Nguyen-Khoa Bao-Anh, Goehring Earl L, Vendiola Ruby M, Pezzullo John C, Jones Judith K
The Degge Group Ltd, 1616 Fort Myer Dr, Ste 1430, Arlington, VA 22209, USA.
Arch Otolaryngol Head Neck Surg. 2007 Aug;133(8):748-57. doi: 10.1001/archotol.133.8.748.
To report the rates of medical claims for sense of smell disturbance (SD) and their association with diseases and medications in a managed care population.
Descriptive determination of demographics, prevalence, and incidence of SD and case-control analysis of risk factors. Preselected drug and disease groups were entered into a stepwise regression model to determine risk factors for SD.
Managed care organizations in the United States.
Patients identified through medical claims within IMS Health's LifeLink: Integrated Claims Solution (IMS) and i3 Magnifi Private Managed Care Organizations (MCO) medical insurance databases for 3-year observation periods.

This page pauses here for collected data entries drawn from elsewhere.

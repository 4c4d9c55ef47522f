//! Execution entry points.
//!
//! Every entry point renders the statement for the handle's dialect, emits one
//! `debug` event on target `sqkit::exec` and forwards to the [`Database`].
//! Database failures come back wrapped in [`SqError::Execute`] together with the
//! statement identity and the caller's source location.

use std::borrow::Cow;
use std::future::Future;
use std::panic::Location;

use crate::client::Database;
use crate::dialect::Dialect;
use crate::error::{SqError, SqResult};
use crate::field::Field;
use crate::query::{
    DeleteQuery, InsertQuery, Query, SelectQuery, SqlStatement, StatementId, UpdateQuery,
};
use crate::render::{BuiltQuery, Renderer};
use crate::row::Row;
use crate::value::{Record, Value};

type Site = &'static Location<'static>;

/// What a write statement should report back.
#[derive(Debug, Clone, Copy, PartialEq, Eq, Default)]
pub enum ExecMode {
    /// Run the statement and discard the outcome.
    #[default]
    NoResult,
    /// Report the number of affected rows.
    RowsAffected,
    /// Report the generated row id.
    ///
    /// On postgres the statement must carry a `RETURNING` clause whose first
    /// column is the id.
    LastInsertId,
}

/// Outcome of [`exec`](InsertQuery::exec). Only the part requested by the
/// [`ExecMode`] is filled in.
#[derive(Debug, Clone, Copy, PartialEq, Eq, Default)]
pub struct ExecResult {
    pub rows_affected: Option<u64>,
    pub last_insert_id: Option<i64>,
}

/// Statements whose output columns are an explicit field list.
pub(crate) trait Projected: SqlStatement + Clone {
    fn projection(&self) -> &[Field];

    fn set_projection(&mut self, fields: Vec<Field>);
}

impl Projected for SelectQuery {
    fn projection(&self) -> &[Field] {
        &self.fields
    }

    fn set_projection(&mut self, fields: Vec<Field>) {
        self.fields = fields;
    }
}

macro_rules! impl_projected_returning {
    ($($ty:ty),* $(,)?) => {
        $(
            impl Projected for $ty {
                fn projection(&self) -> &[Field] {
                    &self.returning
                }

                fn set_projection(&mut self, fields: Vec<Field>) {
                    self.returning = fields;
                }
            }
        )*
    };
}

impl_projected_returning!(InsertQuery, UpdateQuery, DeleteQuery);

fn trace_statement(id: &StatementId, dialect: Dialect, built: &BuiltQuery) {
    tracing::debug!(
        target: "sqkit::exec",
        statement = %id,
        dialect = %dialect,
        param_count = built.args.len(),
        sql = %built.sql,
        "executing statement"
    );
}

async fn query_records<D: Database>(
    db: &D,
    id: &StatementId,
    built: &BuiltQuery,
    site: Site,
) -> SqResult<Vec<Record>> {
    trace_statement(id, db.dialect(), built);
    db.query(&built.sql, &built.args)
        .await
        .map_err(|e| SqError::execute(id.clone(), site, e))
}

/// Fill an empty projection by running the mapper once in registration mode.
fn registered<'s, S, T, F>(stmt: &'s S, f: &mut F) -> SqResult<Cow<'s, S>>
where
    S: Projected,
    F: FnMut(&mut Row<'_>) -> SqResult<T>,
{
    if !stmt.projection().is_empty() {
        return Ok(Cow::Borrowed(stmt));
    }
    let mut fields = Vec::new();
    {
        let mut row = Row::register(&mut fields);
        f(&mut row)?;
    }
    if fields.is_empty() {
        return Err(SqError::render(
            stmt.statement_id().to_string(),
            "no fields to project and the row mapper read none",
        ));
    }
    let mut owned = stmt.clone();
    owned.set_projection(fields);
    Ok(Cow::Owned(owned))
}

async fn fetch_mapped<S, D, T, F>(
    stmt: &S,
    db: &D,
    site: Site,
    mut f: F,
    limit: Option<usize>,
) -> SqResult<Vec<T>>
where
    S: Projected,
    D: Database,
    F: FnMut(&mut Row<'_>) -> SqResult<T>,
{
    let stmt = registered(stmt, &mut f)?;
    let id = stmt.statement_id();
    let built = stmt.build(db.dialect())?;
    let records = query_records(db, &id, &built, site).await?;

    let columns = stmt.projection();
    let take = limit.unwrap_or(records.len()).min(records.len());
    let mut out = Vec::with_capacity(take);
    for record in records.iter().take(take) {
        let mut row = Row::read(columns, record);
        out.push(f(&mut row)?);
    }
    Ok(out)
}

async fn exec_statement<S, D>(stmt: &S, db: &D, mode: ExecMode, site: Site) -> SqResult<ExecResult>
where
    S: SqlStatement + ?Sized,
    D: Database,
{
    let id = stmt.statement_id();
    let dialect = db.dialect();
    if mode == ExecMode::LastInsertId && dialect == Dialect::Postgres && !stmt.returns_rows() {
        return Err(SqError::validation(format!(
            "{id}: reading the generated id on {dialect} requires a RETURNING clause"
        )));
    }
    let built = stmt.build(dialect)?;
    trace_statement(&id, dialect, &built);
    let wrap = |e: SqError| SqError::execute(id.clone(), site, e);

    match mode {
        ExecMode::NoResult => {
            db.execute(&built.sql, &built.args).await.map_err(wrap)?;
            Ok(ExecResult::default())
        }
        ExecMode::RowsAffected => {
            let n = db.execute(&built.sql, &built.args).await.map_err(wrap)?;
            Ok(ExecResult {
                rows_affected: Some(n),
                ..ExecResult::default()
            })
        }
        ExecMode::LastInsertId => {
            let last = db
                .insert_returning_id(&built.sql, &built.args)
                .await
                .map_err(wrap)?;
            Ok(ExecResult {
                last_insert_id: last,
                ..ExecResult::default()
            })
        }
    }
}

macro_rules! impl_fetch {
    ($($ty:ty),* $(,)?) => {
        $(
            impl $ty {
                /// Run the statement and call `f` once per returned row.
                ///
                /// When no output fields were given, `f` is first called once in
                /// registration mode and the fields it reads become the
                /// projection. Returns the number of rows seen.
                #[track_caller]
                pub fn fetch_each<D, F>(
                    &self,
                    db: &D,
                    f: F,
                ) -> impl Future<Output = SqResult<u64>>
                where
                    D: Database,
                    F: FnMut(&mut Row<'_>) -> SqResult<()>,
                {
                    let site = Location::caller();
                    async move {
                        let rows = fetch_mapped(self, db, site, f, None).await?;
                        Ok(rows.len() as u64)
                    }
                }

                /// Run the statement and map every row with `f`.
                #[track_caller]
                pub fn fetch_all<D, T, F>(
                    &self,
                    db: &D,
                    f: F,
                ) -> impl Future<Output = SqResult<Vec<T>>>
                where
                    D: Database,
                    F: FnMut(&mut Row<'_>) -> SqResult<T>,
                {
                    let site = Location::caller();
                    async move { fetch_mapped(self, db, site, f, None).await }
                }

                /// Run the statement and map the first row; no row is
                /// [`SqError::NotFound`].
                #[track_caller]
                pub fn fetch_one<D, T, F>(
                    &self,
                    db: &D,
                    f: F,
                ) -> impl Future<Output = SqResult<T>>
                where
                    D: Database,
                    F: FnMut(&mut Row<'_>) -> SqResult<T>,
                {
                    let site = Location::caller();
                    async move {
                        fetch_mapped(self, db, site, f, Some(1))
                            .await?
                            .pop()
                            .ok_or_else(|| {
                                SqError::not_found(format!(
                                    "{} returned no rows",
                                    self.statement_id()
                                ))
                            })
                    }
                }

                /// Run the statement and map the first row, if any.
                #[track_caller]
                pub fn fetch_opt<D, T, F>(
                    &self,
                    db: &D,
                    f: F,
                ) -> impl Future<Output = SqResult<Option<T>>>
                where
                    D: Database,
                    F: FnMut(&mut Row<'_>) -> SqResult<T>,
                {
                    let site = Location::caller();
                    async move { Ok(fetch_mapped(self, db, site, f, Some(1)).await?.pop()) }
                }
            }
        )*
    };
}

impl_fetch!(SelectQuery, InsertQuery, UpdateQuery, DeleteQuery);

macro_rules! impl_exec {
    ($($ty:ty),* $(,)?) => {
        $(
            impl $ty {
                /// Run the statement, reporting what `mode` asks for.
                #[track_caller]
                pub fn exec<D: Database>(
                    &self,
                    db: &D,
                    mode: ExecMode,
                ) -> impl Future<Output = SqResult<ExecResult>> {
                    let site = Location::caller();
                    async move { exec_statement(self, db, mode, site).await }
                }
            }
        )*
    };
}

impl_exec!(InsertQuery, UpdateQuery, DeleteQuery, Query);

impl SelectQuery {
    /// `SELECT EXISTS (<query>)`.
    ///
    /// A query without fields selects the constant `1`.
    #[track_caller]
    pub fn exists<D: Database>(&self, db: &D) -> impl Future<Output = SqResult<bool>> {
        let site = Location::caller();
        async move {
            let inner = if self.fields.is_empty() {
                Cow::Owned(self.clone().fields([Field::raw("1")]))
            } else {
                Cow::Borrowed(self)
            };
            let id = self.statement_id();
            let mut r = Renderer::new(db.dialect());
            r.push("SELECT EXISTS (");
            inner.append_sql(&mut r)?;
            r.push_char(')');
            let built = r.finish();

            let records = query_records(db, &id, &built, site).await?;
            match records.first().and_then(|record| record.first()) {
                Some(Value::Bool(b)) => Ok(*b),
                Some(Value::Int(n)) => Ok(*n != 0),
                Some(other) => Err(SqError::decode(
                    "EXISTS",
                    format!("expected a boolean, got {}", other.type_name()),
                )),
                None => Err(SqError::decode("EXISTS", "no row returned")),
            }
        }
    }
}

Prevalence and incidence of smell disturbance; adjusted odds ratios and 95% confidence intervals (CIs) of associated conditions and medications.
The mean annual prevalence rate of SD was 26.2 per 100 000 for IMS (95% CI, 23.1-29.6) and 17.2 per 100 000 for MCO (95% CI, 15.6-18.7). The mean annual incidence per 100 000 was 26.3 for IMS (95% CI, 23.1-29.8) and 15.9 for MCO (95% CI, 14.5-17.5). The 5 strongest risk factors for SD were chronic sinusitis, oropharyngeal inflammatory disorders, other upper respiratory tract disease excluding sinusitis, cerebrovascular disease, and systemic viral disease. The regression model also retained 3 drug groups (corticosteroids, calcium channel blockers, and nasal and/or sinus products) among the significant risk factors for the presence of SD.
The annual prevalence and incidence rates of SD are lower than prior estimates partly owing to reliance on specific medical claims. A number of conditions preceding the diagnosis of SD were significantly associated with the condition. Uses of certain medications were also risk factors for SD compared with controls.
报告管理式医疗人群中嗅觉障碍(SD)的医疗索赔率及其与疾病和药物的关联。
对SD的人口统计学、患病率和发病率进行描述性测定,并对风险因素进行病例对照分析。将预先选定的药物和疾病组纳入逐步回归模型以确定SD的风险因素。
美国的管理式医疗组织。
通过IMS Health的LifeLink综合索赔解决方案(IMS)和i3 Magnifi私人管理式医疗组织(MCO)医疗保险数据库中3年观察期内的医疗索赔识别出的患者。
嗅觉障碍的患病率和发病率;相关病症和药物的调整优势比及95%置信区间(CI)。
IMS的SD年均患病率为每10万人26.2例(95%CI,23.1 - 29.6),MCO为每10万人17.2例(95%CI,15.6 - 18.7)。每10万人的年均发病率,IMS为26.3例(95%CI,23.1 - 29.8),MCO为15.9例(95%CI,14.5 - 17.5)。SD的5个最强风险因素为慢性鼻窦炎、口咽炎性疾病、不包括鼻窦炎的其他上呼吸道疾病、脑血管疾病和全身性病毒疾病。回归模型还保留了3类药物组(皮质类固醇、钙通道阻滞剂以及鼻腔和/或鼻窦产品)作为SD存在的显著风险因素。
SD的年度患病率和发病率低于先前估计,部分原因是依赖特定医疗索赔。SD诊断前的一些病症与该病症显著相关。与对照组相比,某些药物的使用也是SD的风险因素。